▶ _Stored data_
- - - - -

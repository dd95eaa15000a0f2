//! Error types for the worker pool.

use thiserror::Error;

/// Errors surfaced to callers submitting work to a [`GuardedPool`](crate::GuardedPool).
#[derive(Debug, Error)]
pub enum PoolError {
	/// The pool was closed before the unit of work could be queued.
	#[error("worker pool is closed")]
	Closed,

	/// The caller's deadline passed before the unit of work completed.
	#[error("deadline elapsed before the unit of work completed")]
	DeadlineElapsed,

	/// The caller's cancellation token fired before the unit of work completed.
	#[error("caller cancelled while waiting for the unit of work")]
	Cancelled,

	/// The unit of work panicked on the worker thread.
	#[error("unit of work panicked: {0}")]
	Panicked(String),

	/// A worker thread could not be started.
	#[error("failed to spawn worker thread: {0}")]
	Spawn(#[from] std::io::Error),
}

/// Returned by [`WorkSender::send`](crate::WorkSender::send) once the queue is closed.
#[derive(Debug, Clone, Copy, PartialEq, Eq, Error)]
#[error("work queue is closed")]
pub struct QueueClosed;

- - - - -

▶ _Your instructions_
An exact copy of every entry above is required.

▶ _The answer_
repository dd95eaa15000a0f2
//! Error types for the worker pool.

use thiserror::Error;

/// Errors surfaced to callers submitting work to a [`GuardedPool`](crate::GuardedPool).
#[derive(Debug, Error)]
pub enum PoolError {
	/// The pool was closed before the unit of work could be queued.
	#[error("worker pool is closed")]
	Closed,

	/// The caller's deadline passed before the unit of work completed.
	#[error("deadline elapsed before the unit of work completed")]
	DeadlineElapsed,

	/// The caller's cancellation token fired before the unit of work completed.
	#[error("caller cancelled while waiting for the unit of work")]
	Cancelled,

	/// The unit of work panicked on the worker thread.
	#[error("unit of work panicked: {0}")]
	Panicked(String),

	/// A worker thread could not be started.
	#[error("failed to spawn worker thread: {0}")]
	Spawn(#[from] std::io::Error),
}

/// Returned by [`WorkSender::send`](crate::WorkSender::send) once the queue is closed.
#[derive(Debug, Clone, Copy, PartialEq, Eq, Error)]
#[error("work queue is closed")]
pub struct QueueClosed;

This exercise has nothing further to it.